▶ _Problem_
Look through the data below and work out how many lines contain the string "only". Give the number alone.
━━━━━ Supplied records
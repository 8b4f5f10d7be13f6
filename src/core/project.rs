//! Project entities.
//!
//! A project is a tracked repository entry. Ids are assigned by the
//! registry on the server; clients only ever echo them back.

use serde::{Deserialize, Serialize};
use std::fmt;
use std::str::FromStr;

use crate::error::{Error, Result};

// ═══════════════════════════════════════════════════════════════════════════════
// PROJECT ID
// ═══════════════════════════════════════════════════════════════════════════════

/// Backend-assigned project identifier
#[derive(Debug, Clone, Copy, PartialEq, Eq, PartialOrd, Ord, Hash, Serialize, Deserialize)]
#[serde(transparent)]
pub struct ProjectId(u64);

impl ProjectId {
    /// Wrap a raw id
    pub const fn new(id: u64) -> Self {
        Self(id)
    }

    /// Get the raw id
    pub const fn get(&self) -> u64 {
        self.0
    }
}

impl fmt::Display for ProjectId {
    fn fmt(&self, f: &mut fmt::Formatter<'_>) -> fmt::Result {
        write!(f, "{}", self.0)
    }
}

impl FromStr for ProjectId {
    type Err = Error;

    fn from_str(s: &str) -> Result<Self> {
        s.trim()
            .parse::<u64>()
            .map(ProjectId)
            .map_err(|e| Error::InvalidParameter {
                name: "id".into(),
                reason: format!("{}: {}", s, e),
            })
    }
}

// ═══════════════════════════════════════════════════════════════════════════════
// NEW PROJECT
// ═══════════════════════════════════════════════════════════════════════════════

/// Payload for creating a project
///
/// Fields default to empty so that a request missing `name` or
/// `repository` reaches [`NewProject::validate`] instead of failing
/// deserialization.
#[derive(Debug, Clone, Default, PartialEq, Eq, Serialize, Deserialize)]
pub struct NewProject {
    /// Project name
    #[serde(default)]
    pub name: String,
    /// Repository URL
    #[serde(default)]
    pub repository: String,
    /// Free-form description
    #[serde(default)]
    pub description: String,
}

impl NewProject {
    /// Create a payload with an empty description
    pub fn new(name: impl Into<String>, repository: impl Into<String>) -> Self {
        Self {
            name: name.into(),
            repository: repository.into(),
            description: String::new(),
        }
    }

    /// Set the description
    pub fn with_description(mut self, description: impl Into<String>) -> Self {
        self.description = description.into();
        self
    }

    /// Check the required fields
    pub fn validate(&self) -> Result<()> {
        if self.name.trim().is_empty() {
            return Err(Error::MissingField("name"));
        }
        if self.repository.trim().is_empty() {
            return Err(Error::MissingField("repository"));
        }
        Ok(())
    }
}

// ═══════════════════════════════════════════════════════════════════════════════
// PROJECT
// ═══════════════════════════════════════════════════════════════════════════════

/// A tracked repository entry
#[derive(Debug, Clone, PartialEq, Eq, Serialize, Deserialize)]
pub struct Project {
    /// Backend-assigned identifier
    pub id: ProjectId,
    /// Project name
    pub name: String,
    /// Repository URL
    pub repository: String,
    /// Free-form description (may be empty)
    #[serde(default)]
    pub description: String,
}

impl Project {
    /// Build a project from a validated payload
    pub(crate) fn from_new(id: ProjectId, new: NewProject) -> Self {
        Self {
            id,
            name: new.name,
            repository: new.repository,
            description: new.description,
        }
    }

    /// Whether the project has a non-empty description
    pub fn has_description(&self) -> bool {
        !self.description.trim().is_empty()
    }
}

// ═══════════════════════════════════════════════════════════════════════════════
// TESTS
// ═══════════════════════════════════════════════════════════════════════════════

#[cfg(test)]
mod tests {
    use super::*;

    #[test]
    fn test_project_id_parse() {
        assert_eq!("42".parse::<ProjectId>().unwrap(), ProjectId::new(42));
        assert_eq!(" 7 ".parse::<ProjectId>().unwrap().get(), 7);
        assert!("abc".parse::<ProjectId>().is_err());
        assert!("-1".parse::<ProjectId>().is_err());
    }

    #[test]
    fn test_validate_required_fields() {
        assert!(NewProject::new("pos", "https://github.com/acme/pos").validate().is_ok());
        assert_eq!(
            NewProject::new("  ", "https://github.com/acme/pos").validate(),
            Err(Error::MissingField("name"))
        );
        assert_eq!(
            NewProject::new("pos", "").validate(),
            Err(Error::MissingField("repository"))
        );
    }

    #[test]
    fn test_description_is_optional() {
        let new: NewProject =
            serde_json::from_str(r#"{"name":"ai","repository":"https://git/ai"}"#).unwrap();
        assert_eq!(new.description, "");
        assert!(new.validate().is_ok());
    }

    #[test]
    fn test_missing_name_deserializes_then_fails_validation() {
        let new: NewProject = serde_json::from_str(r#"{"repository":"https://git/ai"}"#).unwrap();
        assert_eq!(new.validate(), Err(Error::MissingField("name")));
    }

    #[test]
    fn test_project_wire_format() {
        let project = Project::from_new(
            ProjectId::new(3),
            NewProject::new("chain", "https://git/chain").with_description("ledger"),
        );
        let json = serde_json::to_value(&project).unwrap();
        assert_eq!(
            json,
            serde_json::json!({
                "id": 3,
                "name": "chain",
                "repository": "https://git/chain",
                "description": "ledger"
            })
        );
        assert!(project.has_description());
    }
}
━━━━━━━━━━
━━━━━ Supplied records
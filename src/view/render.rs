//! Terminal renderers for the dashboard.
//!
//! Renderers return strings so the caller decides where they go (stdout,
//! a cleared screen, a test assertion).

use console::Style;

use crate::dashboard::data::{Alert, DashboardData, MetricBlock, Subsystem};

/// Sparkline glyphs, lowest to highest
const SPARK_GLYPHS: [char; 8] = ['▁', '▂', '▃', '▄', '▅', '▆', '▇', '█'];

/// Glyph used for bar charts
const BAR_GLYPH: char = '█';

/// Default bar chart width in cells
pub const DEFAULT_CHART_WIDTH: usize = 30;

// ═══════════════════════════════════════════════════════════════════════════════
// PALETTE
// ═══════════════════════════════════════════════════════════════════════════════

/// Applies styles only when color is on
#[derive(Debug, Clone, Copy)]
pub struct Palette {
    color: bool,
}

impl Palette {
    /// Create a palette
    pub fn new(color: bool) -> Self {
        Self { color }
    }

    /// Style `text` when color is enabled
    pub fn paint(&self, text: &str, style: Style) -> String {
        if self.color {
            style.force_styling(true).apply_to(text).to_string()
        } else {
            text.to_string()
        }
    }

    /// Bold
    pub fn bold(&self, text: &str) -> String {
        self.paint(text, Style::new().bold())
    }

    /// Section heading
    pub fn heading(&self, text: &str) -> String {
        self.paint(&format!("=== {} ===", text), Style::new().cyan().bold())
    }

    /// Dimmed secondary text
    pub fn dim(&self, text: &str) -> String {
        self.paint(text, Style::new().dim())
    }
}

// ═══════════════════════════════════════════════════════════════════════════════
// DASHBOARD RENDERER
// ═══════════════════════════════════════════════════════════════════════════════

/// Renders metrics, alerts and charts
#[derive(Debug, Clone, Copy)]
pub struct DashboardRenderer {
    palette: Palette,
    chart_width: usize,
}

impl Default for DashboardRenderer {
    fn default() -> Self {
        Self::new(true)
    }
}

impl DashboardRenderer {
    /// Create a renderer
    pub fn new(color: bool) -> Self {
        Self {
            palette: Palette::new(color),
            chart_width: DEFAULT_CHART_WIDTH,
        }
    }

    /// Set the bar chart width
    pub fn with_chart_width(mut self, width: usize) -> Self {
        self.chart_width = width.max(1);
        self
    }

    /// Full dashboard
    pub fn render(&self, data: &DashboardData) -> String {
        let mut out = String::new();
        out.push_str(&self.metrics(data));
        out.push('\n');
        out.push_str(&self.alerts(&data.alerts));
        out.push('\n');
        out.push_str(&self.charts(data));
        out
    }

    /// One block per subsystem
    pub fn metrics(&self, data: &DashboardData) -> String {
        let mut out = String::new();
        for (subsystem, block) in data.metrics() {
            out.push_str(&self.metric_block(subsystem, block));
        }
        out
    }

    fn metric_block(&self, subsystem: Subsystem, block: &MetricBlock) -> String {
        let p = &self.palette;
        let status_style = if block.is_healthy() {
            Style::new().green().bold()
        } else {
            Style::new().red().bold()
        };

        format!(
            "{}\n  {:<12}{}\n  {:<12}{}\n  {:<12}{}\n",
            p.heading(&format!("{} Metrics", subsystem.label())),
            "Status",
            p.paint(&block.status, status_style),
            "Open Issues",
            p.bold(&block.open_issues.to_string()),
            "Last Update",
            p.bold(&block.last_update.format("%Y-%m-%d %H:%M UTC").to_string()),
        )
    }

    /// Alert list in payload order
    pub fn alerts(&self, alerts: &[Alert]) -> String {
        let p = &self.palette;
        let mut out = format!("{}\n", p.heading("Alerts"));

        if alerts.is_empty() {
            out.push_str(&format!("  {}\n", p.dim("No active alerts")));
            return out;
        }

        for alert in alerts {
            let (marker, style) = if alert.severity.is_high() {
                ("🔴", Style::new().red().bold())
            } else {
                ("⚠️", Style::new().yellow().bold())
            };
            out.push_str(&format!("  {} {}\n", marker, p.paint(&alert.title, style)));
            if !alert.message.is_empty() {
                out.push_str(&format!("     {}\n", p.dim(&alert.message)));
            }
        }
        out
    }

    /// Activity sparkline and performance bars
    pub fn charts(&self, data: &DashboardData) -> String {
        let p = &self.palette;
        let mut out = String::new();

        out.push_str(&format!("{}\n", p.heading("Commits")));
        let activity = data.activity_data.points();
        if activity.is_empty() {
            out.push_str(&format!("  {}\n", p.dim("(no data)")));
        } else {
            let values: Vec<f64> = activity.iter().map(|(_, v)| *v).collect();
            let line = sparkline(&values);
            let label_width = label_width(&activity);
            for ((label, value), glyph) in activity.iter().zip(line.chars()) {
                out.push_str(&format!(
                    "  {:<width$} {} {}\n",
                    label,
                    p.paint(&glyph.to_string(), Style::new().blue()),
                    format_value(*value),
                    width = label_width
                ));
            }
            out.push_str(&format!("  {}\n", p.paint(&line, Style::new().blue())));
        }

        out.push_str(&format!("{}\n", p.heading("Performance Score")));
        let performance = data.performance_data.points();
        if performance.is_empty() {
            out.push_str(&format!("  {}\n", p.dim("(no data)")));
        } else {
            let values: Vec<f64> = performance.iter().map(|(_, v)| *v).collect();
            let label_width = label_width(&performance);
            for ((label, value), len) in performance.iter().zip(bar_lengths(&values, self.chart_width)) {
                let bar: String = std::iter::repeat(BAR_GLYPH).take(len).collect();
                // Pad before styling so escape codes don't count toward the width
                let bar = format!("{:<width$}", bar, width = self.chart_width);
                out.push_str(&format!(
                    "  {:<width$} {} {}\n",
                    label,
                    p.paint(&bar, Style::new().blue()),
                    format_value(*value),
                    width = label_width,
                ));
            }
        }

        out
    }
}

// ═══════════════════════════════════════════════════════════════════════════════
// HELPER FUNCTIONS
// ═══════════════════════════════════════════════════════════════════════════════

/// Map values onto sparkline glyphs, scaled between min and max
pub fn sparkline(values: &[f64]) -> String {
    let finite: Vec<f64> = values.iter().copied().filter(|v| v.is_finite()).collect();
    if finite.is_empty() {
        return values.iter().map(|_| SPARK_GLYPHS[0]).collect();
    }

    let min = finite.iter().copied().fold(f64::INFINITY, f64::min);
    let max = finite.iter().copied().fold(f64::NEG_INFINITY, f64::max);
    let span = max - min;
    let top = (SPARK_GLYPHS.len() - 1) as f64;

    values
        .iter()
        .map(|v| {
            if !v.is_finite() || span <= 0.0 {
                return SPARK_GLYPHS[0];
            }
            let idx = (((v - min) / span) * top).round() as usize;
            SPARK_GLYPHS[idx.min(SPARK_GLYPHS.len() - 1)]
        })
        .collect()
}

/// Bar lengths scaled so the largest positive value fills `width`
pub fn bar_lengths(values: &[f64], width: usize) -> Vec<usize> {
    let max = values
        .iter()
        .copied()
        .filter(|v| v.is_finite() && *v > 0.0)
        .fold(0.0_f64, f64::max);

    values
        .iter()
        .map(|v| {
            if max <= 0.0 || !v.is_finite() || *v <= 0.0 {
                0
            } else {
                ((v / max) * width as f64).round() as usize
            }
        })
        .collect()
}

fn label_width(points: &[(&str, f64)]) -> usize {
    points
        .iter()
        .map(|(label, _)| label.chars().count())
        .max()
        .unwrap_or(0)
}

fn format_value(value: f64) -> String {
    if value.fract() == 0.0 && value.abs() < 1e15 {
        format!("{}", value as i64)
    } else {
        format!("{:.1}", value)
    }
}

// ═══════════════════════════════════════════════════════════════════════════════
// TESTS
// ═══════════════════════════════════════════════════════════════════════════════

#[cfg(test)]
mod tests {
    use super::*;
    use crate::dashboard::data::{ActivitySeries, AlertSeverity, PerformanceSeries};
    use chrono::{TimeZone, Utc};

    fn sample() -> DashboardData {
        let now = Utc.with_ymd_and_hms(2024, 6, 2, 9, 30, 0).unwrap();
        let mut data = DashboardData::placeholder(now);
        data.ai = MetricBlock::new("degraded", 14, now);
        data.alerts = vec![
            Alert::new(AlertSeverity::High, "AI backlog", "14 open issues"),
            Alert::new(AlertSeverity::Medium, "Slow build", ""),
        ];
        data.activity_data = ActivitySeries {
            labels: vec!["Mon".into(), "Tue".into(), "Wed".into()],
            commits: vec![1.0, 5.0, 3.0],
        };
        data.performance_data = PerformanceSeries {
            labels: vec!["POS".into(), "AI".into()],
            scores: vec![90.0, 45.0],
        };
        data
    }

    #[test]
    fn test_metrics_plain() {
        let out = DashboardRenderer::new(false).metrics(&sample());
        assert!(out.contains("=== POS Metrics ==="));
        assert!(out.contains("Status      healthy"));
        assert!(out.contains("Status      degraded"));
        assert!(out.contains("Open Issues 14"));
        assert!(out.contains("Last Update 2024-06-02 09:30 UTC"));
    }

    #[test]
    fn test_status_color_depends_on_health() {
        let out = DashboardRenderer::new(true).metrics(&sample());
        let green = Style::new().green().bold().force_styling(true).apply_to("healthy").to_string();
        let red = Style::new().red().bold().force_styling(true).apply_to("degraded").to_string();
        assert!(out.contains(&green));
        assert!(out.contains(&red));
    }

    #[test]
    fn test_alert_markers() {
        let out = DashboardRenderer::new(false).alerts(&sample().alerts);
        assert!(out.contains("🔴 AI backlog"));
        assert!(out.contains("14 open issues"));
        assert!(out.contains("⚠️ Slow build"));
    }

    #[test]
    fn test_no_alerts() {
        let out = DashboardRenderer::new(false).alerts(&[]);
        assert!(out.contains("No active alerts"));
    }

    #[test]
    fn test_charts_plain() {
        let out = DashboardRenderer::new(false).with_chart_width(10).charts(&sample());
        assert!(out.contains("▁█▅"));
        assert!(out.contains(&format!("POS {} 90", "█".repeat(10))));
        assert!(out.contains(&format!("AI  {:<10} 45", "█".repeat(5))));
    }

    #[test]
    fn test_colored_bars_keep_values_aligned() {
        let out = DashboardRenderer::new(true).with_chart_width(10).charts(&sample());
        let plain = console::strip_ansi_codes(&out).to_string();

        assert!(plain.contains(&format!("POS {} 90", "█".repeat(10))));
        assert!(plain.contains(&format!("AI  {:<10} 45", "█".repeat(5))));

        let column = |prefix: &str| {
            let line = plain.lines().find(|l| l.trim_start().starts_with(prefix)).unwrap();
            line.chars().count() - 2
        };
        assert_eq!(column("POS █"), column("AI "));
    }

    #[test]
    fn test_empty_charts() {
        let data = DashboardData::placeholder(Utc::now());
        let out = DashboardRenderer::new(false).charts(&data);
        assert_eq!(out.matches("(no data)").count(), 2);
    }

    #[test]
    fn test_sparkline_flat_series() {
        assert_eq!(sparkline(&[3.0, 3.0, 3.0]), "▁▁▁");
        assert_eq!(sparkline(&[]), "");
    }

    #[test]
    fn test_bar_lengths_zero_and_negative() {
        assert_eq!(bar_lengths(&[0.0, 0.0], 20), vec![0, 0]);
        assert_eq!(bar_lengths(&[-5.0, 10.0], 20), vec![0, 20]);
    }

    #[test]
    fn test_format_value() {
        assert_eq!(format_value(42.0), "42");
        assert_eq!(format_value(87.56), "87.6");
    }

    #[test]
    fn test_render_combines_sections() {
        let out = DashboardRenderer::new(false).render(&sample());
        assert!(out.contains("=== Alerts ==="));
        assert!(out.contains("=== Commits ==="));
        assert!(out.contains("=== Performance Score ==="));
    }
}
━━━━━━━━━━
▶ _Answer for this exercise_
2